Later in 1943, Saint-Exupéry rejoined his air squadron in northern Africa. From earlier plane crashes, Saint-Exupéry still suffered physically, and people forbade him to fly, but he insisted on a mission. From Borgo, Corsica, on 31 July 1944, he set to overfly occupied region. He never returned.
I love this book. I bought it on a sale, because why not? It's Antoine de Saint-Exupéry. I know nothing of his work save The Little Prince, but I loved the illustrations in it, so I thought a book of his drawings and other works couldn't be a waste of money. I was proven right.

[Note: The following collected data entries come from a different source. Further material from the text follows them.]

//! Start local services on demand
//!
//! A [`ServiceLauncher`] owns one service: its probe, where its executable
//! may live and how to start it. `ensure_running` probes first, and only if
//! the service is down locates the executable, starts it detached and polls
//! the probe until it answers or the attempt budget runs out.

use std::ffi::OsString;
use std::fmt;
use std::path::{Path, PathBuf};
use std::process::{Command, Stdio};
use std::sync::Arc;
use std::time::Duration;

use application::error::ApplicationError;
use application::ports::ServiceControlPort;
use async_trait::async_trait;
#[cfg(test)]
use mockall::automock;
use serde::{Deserialize, Serialize};
use thiserror::Error;
use tracing::{debug, info, instrument, warn};

use super::probe::AvailabilityProbe;

/// Launcher errors
#[derive(Debug, Error)]
pub enum LaunchError {
    /// Service is down and none of its candidate executables exist
    #[error("{service} is not running and no executable was found")]
    NotFound { service: String },

    /// Executable was found but could not be started
    #[error("Failed to start {service} from {}: {source}", .path.display())]
    Spawn {
        service: String,
        path: PathBuf,
        #[source]
        source: std::io::Error,
    },

    /// Service never answered within the polling budget
    #[error("{service} did not become ready after {attempts} attempts")]
    Unavailable { service: String, attempts: u32 },
}

impl From<LaunchError> for ApplicationError {
    fn from(err: LaunchError) -> Self {
        match err {
            LaunchError::NotFound { service } | LaunchError::Spawn { service, .. } => {
                Self::ServiceNotFound { service }
            },
            LaunchError::Unavailable { service, attempts } => {
                Self::ServiceUnavailable { service, attempts }
            },
        }
    }
}

/// Polling budget after a launch
#[derive(Debug, Clone, Serialize, Deserialize)]
pub struct LauncherConfig {
    /// Pause before each readiness probe in milliseconds (default: 2000)
    #[serde(default = "default_poll_interval")]
    pub poll_interval_ms: u64,

    /// Number of readiness probes after launching (default: 30)
    #[serde(default = "default_max_attempts")]
    pub max_attempts: u32,
}

const fn default_poll_interval() -> u64 {
    2_000
}

const fn default_max_attempts() -> u32 {
    30
}

impl Default for LauncherConfig {
    fn default() -> Self {
        Self {
            poll_interval_ms: default_poll_interval(),
            max_attempts: default_max_attempts(),
        }
    }
}

impl LauncherConfig {
    /// Validate the configuration
    pub fn validate(&self) -> Result<(), String> {
        if self.max_attempts == 0 {
            return Err("launcher.max_attempts must be greater than 0".to_string());
        }
        Ok(())
    }

    pub const fn poll_interval(&self) -> Duration {
        Duration::from_millis(self.poll_interval_ms)
    }
}

/// How to find and start a service
#[derive(Debug, Clone, PartialEq, Eq)]
pub struct ServiceDescriptor {
    /// Human-readable name used in logs and errors
    pub name: String,
    /// Executables to try in order; bare names are looked up on the search path
    pub candidates: Vec<PathBuf>,
    /// Arguments passed on launch
    pub args: Vec<String>,
}

/// Starts a process that outlives the caller
#[cfg_attr(test, automock)]
pub trait ProcessSpawner: Send + Sync {
    fn spawn_detached(&self, program: &Path, args: &[String]) -> std::io::Result<()>;
}

/// Spawns into its own process group with all stdio discarded
#[derive(Debug, Clone, Copy, Default)]
pub struct DetachedSpawner;

impl ProcessSpawner for DetachedSpawner {
    #[allow(clippy::zombie_processes)] // the service must outlive this process
    fn spawn_detached(&self, program: &Path, args: &[String]) -> std::io::Result<()> {
        let mut cmd = Command::new(program);
        cmd.args(args)
            .stdin(Stdio::null())
            .stdout(Stdio::null())
            .stderr(Stdio::null());

        #[cfg(unix)]
        {
            use std::os::unix::process::CommandExt;
            cmd.process_group(0);
        }

        #[cfg(windows)]
        {
            use std::os::windows::process::CommandExt;
            const DETACHED_PROCESS: u32 = 0x0000_0008;
            const CREATE_NEW_PROCESS_GROUP: u32 = 0x0000_0200;
            cmd.creation_flags(DETACHED_PROCESS | CREATE_NEW_PROCESS_GROUP);
        }

        let child = cmd.spawn()?;
        debug!(pid = child.id(), program = %program.display(), "Spawned detached process");
        Ok(())
    }
}

/// Brings one local service up on demand
pub struct ServiceLauncher {
    descriptor: ServiceDescriptor,
    probe: Arc<dyn AvailabilityProbe>,
    spawner: Arc<dyn ProcessSpawner>,
    config: LauncherConfig,
    search_path: Option<OsString>,
}

impl fmt::Debug for ServiceLauncher {
    fn fmt(&self, f: &mut fmt::Formatter<'_>) -> fmt::Result {
        f.debug_struct("ServiceLauncher")
            .field("descriptor", &self.descriptor)
            .field("config", &self.config)
            .finish_non_exhaustive()
    }
}

impl ServiceLauncher {
    /// Create a launcher using the process search path and detached spawning
    pub fn new(
        descriptor: ServiceDescriptor,
        probe: Arc<dyn AvailabilityProbe>,
        config: LauncherConfig,
    ) -> Self {
        Self {
            descriptor,
            probe,
            spawner: Arc::new(DetachedSpawner),
            config,
            search_path: std::env::var_os("PATH"),
        }
    }

    /// Replace how processes are started
    #[must_use]
    pub fn with_spawner(mut self, spawner: Arc<dyn ProcessSpawner>) -> Self {
        self.spawner = spawner;
        self
    }

    /// Replace the directories bare candidate names are searched in
    #[must_use]
    pub fn with_search_path(mut self, search_path: Option<OsString>) -> Self {
        self.search_path = search_path;
        self
    }

    /// First candidate that exists, resolving bare names on the search path
    pub fn locate(&self) -> Option<PathBuf> {
        self.descriptor
            .candidates
            .iter()
            .find_map(|candidate| resolve_candidate(candidate, self.search_path.as_deref()))
    }

    /// Return once the service answers its probe, starting it if needed
    #[instrument(skip(self), fields(service = %self.descriptor.name))]
    pub async fn ensure_running(&self) -> Result<(), LaunchError> {
        if self.probe.is_up().await {
            debug!("Service already running");
            return Ok(());
        }

        let name = &self.descriptor.name;
        let Some(program) = self.locate() else {
            warn!("No executable found");
            return Err(LaunchError::NotFound {
                service: name.clone(),
            });
        };

        info!(program = %program.display(), "Starting service");
        self.spawner
            .spawn_detached(&program, &self.descriptor.args)
            .map_err(|source| LaunchError::Spawn {
                service: name.clone(),
                path: program.clone(),
                source,
            })?;

        let interval = self.config.poll_interval();
        for attempt in 1..=self.config.max_attempts {
            tokio::time::sleep(interval).await;
            if self.probe.is_up().await {
                info!(attempt, "Service ready");
                return Ok(());
            }
            debug!(attempt, max_attempts = self.config.max_attempts, "Service not ready yet");
        }

        warn!(attempts = self.config.max_attempts, "Service did not become ready");
        Err(LaunchError::Unavailable {
            service: name.clone(),
            attempts: self.config.max_attempts,
        })
    }
}

#[async_trait]
impl ServiceControlPort for ServiceLauncher {
    fn service_name(&self) -> String {
        self.descriptor.name.clone()
    }

    async fn ensure_running(&self) -> Result<(), ApplicationError> {
        Self::ensure_running(self).await.map_err(Into::into)
    }
}

/// Resolve one candidate to an existing file
///
/// Paths with a directory part are taken as-is; bare names are joined with
/// every search path entry in order.
fn resolve_candidate(candidate: &Path, search_path: Option<&std::ffi::OsStr>) -> Option<PathBuf> {
    if candidate.is_absolute() || candidate.components().count() > 1 {
        return candidate.is_file().then(|| candidate.to_path_buf());
    }

    std::env::split_paths(search_path?)
        .map(|dir| dir.join(candidate))
        .find(|path| path.is_file())
}

#[cfg(test)]
mod tests {
    use std::sync::atomic::{AtomicU32, Ordering};

    use tempfile::TempDir;
    use tokio::time::Instant;

    use super::*;

    /// Probe that starts answering after a number of calls
    struct ScriptedProbe {
        calls: AtomicU32,
        up_from_call: Option<u32>,
    }

    impl ScriptedProbe {
        fn never() -> Arc<Self> {
            Arc::new(Self {
                calls: AtomicU32::new(0),
                up_from_call: None,
            })
        }

        fn up_from(call: u32) -> Arc<Self> {
            Arc::new(Self {
                calls: AtomicU32::new(0),
                up_from_call: Some(call),
            })
        }

        fn calls(&self) -> u32 {
            self.calls.load(Ordering::SeqCst)
        }
    }

    #[async_trait]
    impl AvailabilityProbe for ScriptedProbe {
        async fn is_up(&self) -> bool {
            let call = self.calls.fetch_add(1, Ordering::SeqCst) + 1;
            self.up_from_call.is_some_and(|from| call >= from)
        }
    }

    fn fake_executable(dir: &TempDir, name: &str) -> PathBuf {
        let path = dir.path().join(name);
        std::fs::write(&path, b"#!/bin/sh\n").unwrap();
        path
    }

    fn descriptor(candidates: Vec<PathBuf>) -> ServiceDescriptor {
        ServiceDescriptor {
            name: "Ollama".to_string(),
            candidates,
            args: vec!["serve".to_string()],
        }
    }

    fn launcher(
        descriptor: ServiceDescriptor,
        probe: Arc<dyn AvailabilityProbe>,
        spawner: MockProcessSpawner,
    ) -> ServiceLauncher {
        ServiceLauncher::new(descriptor, probe, LauncherConfig::default())
            .with_spawner(Arc::new(spawner))
            .with_search_path(None)
    }

    #[tokio::test]
    async fn running_service_is_left_alone() {
        let probe = ScriptedProbe::up_from(1);
        let mut spawner = MockProcessSpawner::new();
        spawner.expect_spawn_detached().never();

        let launcher = launcher(descriptor(vec![]), probe.clone(), spawner);

        launcher.ensure_running().await.unwrap();
        launcher.ensure_running().await.unwrap();
        assert_eq!(probe.calls(), 2);
    }

    #[tokio::test]
    async fn missing_executable_is_not_found() {
        let dir = tempfile::tempdir().unwrap();
        let probe = ScriptedProbe::never();
        let mut spawner = MockProcessSpawner::new();
        spawner.expect_spawn_detached().never();

        let launcher = launcher(
            descriptor(vec![dir.path().join("missing"), PathBuf::from("ollama")]),
            probe.clone(),
            spawner,
        );

        let err = launcher.ensure_running().await.unwrap_err();
        assert!(matches!(err, LaunchError::NotFound { ref service } if service == "Ollama"));
        assert_eq!(probe.calls(), 1);
    }

    #[tokio::test(start_paused = true)]
    async fn launched_service_ready_after_polling() {
        let dir = tempfile::tempdir().unwrap();
        let program = fake_executable(&dir, "ollama");
        let probe = ScriptedProbe::up_from(4);

        let expected = program.clone();
        let mut spawner = MockProcessSpawner::new();
        spawner
            .expect_spawn_detached()
            .withf(move |program, args| program == expected.as_path() && args == ["serve"])
            .times(1)
            .returning(|_, _| Ok(()));

        let launcher = launcher(descriptor(vec![program]), probe.clone(), spawner);

        let start = Instant::now();
        launcher.ensure_running().await.unwrap();

        assert_eq!(probe.calls(), 4);
        assert_eq!(start.elapsed(), Duration::from_secs(6));
    }

    #[tokio::test(start_paused = true)]
    async fn gives_up_after_thirty_polls() {
        let dir = tempfile::tempdir().unwrap();
        let program = fake_executable(&dir, "ollama");
        let probe = ScriptedProbe::never();

        let mut spawner = MockProcessSpawner::new();
        spawner
            .expect_spawn_detached()
            .times(1)
            .returning(|_, _| Ok(()));

        let launcher = launcher(descriptor(vec![program]), probe.clone(), spawner);

        let start = Instant::now();
        let err = launcher.ensure_running().await.unwrap_err();

        assert!(matches!(err, LaunchError::Unavailable { attempts: 30, .. }));
        assert_eq!(probe.calls(), 31);
        assert_eq!(start.elapsed(), Duration::from_secs(60));
    }

    #[tokio::test]
    async fn spawn_failure_is_reported() {
        let dir = tempfile::tempdir().unwrap();
        let program = fake_executable(&dir, "anki");

        let mut spawner = MockProcessSpawner::new();
        spawner.expect_spawn_detached().times(1).returning(|_, _| {
            Err(std::io::Error::new(
                std::io::ErrorKind::PermissionDenied,
                "not executable",
            ))
        });

        let launcher = launcher(descriptor(vec![program]), ScriptedProbe::never(), spawner);

        let err = launcher.ensure_running().await.unwrap_err();
        assert!(matches!(err, LaunchError::Spawn { .. }));

        let app: ApplicationError = err.into();
        assert!(matches!(app, ApplicationError::ServiceNotFound { .. }));
    }

    #[test]
    fn bare_names_resolve_on_search_path() {
        let first = tempfile::tempdir().unwrap();
        let second = tempfile::tempdir().unwrap();
        let expected = fake_executable(&second, "ollama");
        let search_path = std::env::join_paths([first.path(), second.path()]).unwrap();

        let launcher = ServiceLauncher::new(
            descriptor(vec![PathBuf::from("ollama")]),
            ScriptedProbe::never(),
            LauncherConfig::default(),
        )
        .with_search_path(Some(search_path));

        assert_eq!(launcher.locate(), Some(expected));
    }

    #[test]
    fn first_existing_candidate_wins() {
        let dir = tempfile::tempdir().unwrap();
        let second = fake_executable(&dir, "anki-second");
        let third = fake_executable(&dir, "anki-third");

        let launcher = ServiceLauncher::new(
            descriptor(vec![dir.path().join("anki-first"), second.clone(), third]),
            ScriptedProbe::never(),
            LauncherConfig::default(),
        )
        .with_search_path(None);

        assert_eq!(launcher.locate(), Some(second));
    }

    #[test]
    fn unavailable_maps_to_service_unavailable() {
        let err = LaunchError::Unavailable {
            service: "Anki".to_string(),
            attempts: 30,
        };
        let app: ApplicationError = err.into();
        assert!(matches!(
            app,
            ApplicationError::ServiceUnavailable { attempts: 30, ref service } if service == "Anki"
        ));
    }

    #[test]
    fn config_rejects_zero_attempts() {
        let config = LauncherConfig {
            max_attempts: 0,
            ..Default::default()
        };
        assert!(config.validate().is_err());
        assert!(LauncherConfig::default().validate().is_ok());
    }
}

Most of the work presented in this aren't "proper" artworks, they're either doodles or sketches or illustrations he's done in the margins of letters, manuscripts or pieces of what ever paper was on hand. Some are drawings or paintings for specific people, almost all of them were most likely not meant to be seen by the public. Which is what I love about this whole collection. Because it's such a lovely display of the everyday creativity of a wonderful mind. Put together these many, many pictures tell a story and show a progression in style, but more than anything it's clearly used by the author as an outlet, as a way of expressing himself. No wonder The Little Prince is so dependent on its illustrations, Antoine himself apparently loved to used them in his everyday life - at least to some extent.
Some are simply doodles, some are beautiful, some are funny, some show wonderful talent, some are paired with either letters or small comments, which add to the feeling in them. There's also quite a bit of his work from when he was in the army, and the early stages of The Little Prince. And a lot more. Some has been shown before and some are entirely new. I wish I could show you some of them.
It's not made to be read in one go. It's a book you read bit by bit, one you look at when you feel a little down, or when you want to feel inspired. The personal nature of much of the work is perhaps what makes this book so great, it really felt like I was holding in my hands a piece of someone's life. A beautiful experience.